By the second day, the occasional showers have turned into steady rain, the first good rain of the year. Each day the rain is colder, heavier, until on the fifth day there is ice in it and the tops and the long southern slopes of the mountains are white-sprinkled. Snow scattering over the lake, Tenzin thinks, but even if he had time to walk to his shack to see, he would keep away rather than risk an awkward meeting with the family living in it. Their tents flooded out, more and more campers grab their sleeping-bags and creep up into the farmhouse loft, where twenty mattresses are spread on the floor. No one has clean clothes. A sour steam rises from people warming themselves at the fire in the gompa or at the farmhouse. Rain soaks the gompa woodpile. At mealtimes children squabble and cry, their parents shout, everyone stumbles over everyone else in the gloom. Two kerosene lamps burn all day, and a third in the kitchen, but their rich light barely reaches through their glass. Angry mothers kneel by the fire to change napkins, spilling brown curds, and get soaked rushing round to the bath-house to wash their hands. ‘Oh, yuk,’ children yell, waving their soup spoons. Every morning someone treads in human turds half-splashed into the grass round the farmhouse.

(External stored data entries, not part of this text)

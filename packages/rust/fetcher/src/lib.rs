//! Content API client and edition reference-page scraping.
//!
//! This crate provides:
//! - [`api`]: paginated article retrieval from the content API
//! - [`reference`]: reading the printed date off an edition's contents page

pub mod api;
pub mod reference;

pub use api::{ApiPage, ArticlePages, ContentApi};
pub use reference::{ReferenceClient, parse_printed_date, scrape_printed_date};

/// User-Agent string for all outgoing requests.
pub(crate) const USER_AGENT: &str = concat!("Broadsheet/", env!("CARGO_PKG_VERSION"));

/// Describe a failed request without leaking query strings (the API key) into logs.
pub(crate) fn network_error(target: &str, err: reqwest::Error) -> broadsheet_shared::BroadsheetError {
    let kind = if err.is_timeout() {
        if err.is_connect() {
            "connection timed out"
        } else {
            "read timed out"
        }
    } else if err.is_connect() {
        "can't connect to host"
    } else {
        "request failed"
    };
    broadsheet_shared::BroadsheetError::Network(format!("{target}: {kind}: {}", err.without_url()))
}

The young lama keeps to his quarters, striding, sodden robes flapping at his ankles, over the paddock to the gompa for each session, returning straight after. He will stop for a chat if someone is hovering; he will give a child a push on the swing or a riddling answer for a riddle; anyone is free to make an appointment to ask him in private about a problem, and many do. Not Tenzin, who has no problem he could frame in words, and who senses in the lama a need for solitude as strong as his own. He wonders if the lama is feeling the cold; he himself loves winter weather.
On the sixth day at last the sky clears. From then on the days, cold at first, full of mist lifting in layers from the folds of the hills, are flooded by midmorning with hot, still sunlight. The thin gum trees are strung together high overhead with fine white webs that vanish when the sun reaches in. The tents are pitched again, lines of coloured washing slung between trees. Through the bush the lake glitters, its surface motionless. The gompa, a hive full of light and warmth while it rained, turns into a hood of darkness now. Fewer people turn up, always the same ones. Discourses and meditations, one follows the other: these days are a time out of time. Wheeling blowflies sing Om.
One early morning, as he pushes open the door from his room into the gompa – ashes and cloying incense, a red glint among sprawled logs in the grate – he sees the candles already burning and in their light a bald maroon figure sitting in meditation, a shadowy tree-tall monk. ‘An emanation!’ he exclaims aloud. Has his piety achieved such power already? The figure stands and its teeth gleam. A flesh and blood monk! He must have travelled up overnight. Tenzin is seized with sudden harsh convulsions, his face gapes, he chokes, he roars. His eyes ache and weep.
‘What’s the matter?’
‘Laughing,’ explains Tenzin. He wipes his eyes.
‘I gathered that!’ The strange face peering down at Tenzin is very young, smooth and blank.
And Tenzin, who has had to remind himself that this is laughing: ‘I took you for an emanation!’
‘So I am,’ says the monk with a grin.
‘So we all are. So is everything.’ Tenzin has recovered himself.
‘I’m Ben.’
‘Tenzin.’ He sees the other hide his surprise. ‘Most people keep their old names, I know,’ he says. ‘I prefer not to.’ They smile and the other sits and crosses his legs. Tenzin does his three prostrations and sits beside him. The candles burn straight and high. Their breathing disturbs the candles as little as a fish disturbs the lake.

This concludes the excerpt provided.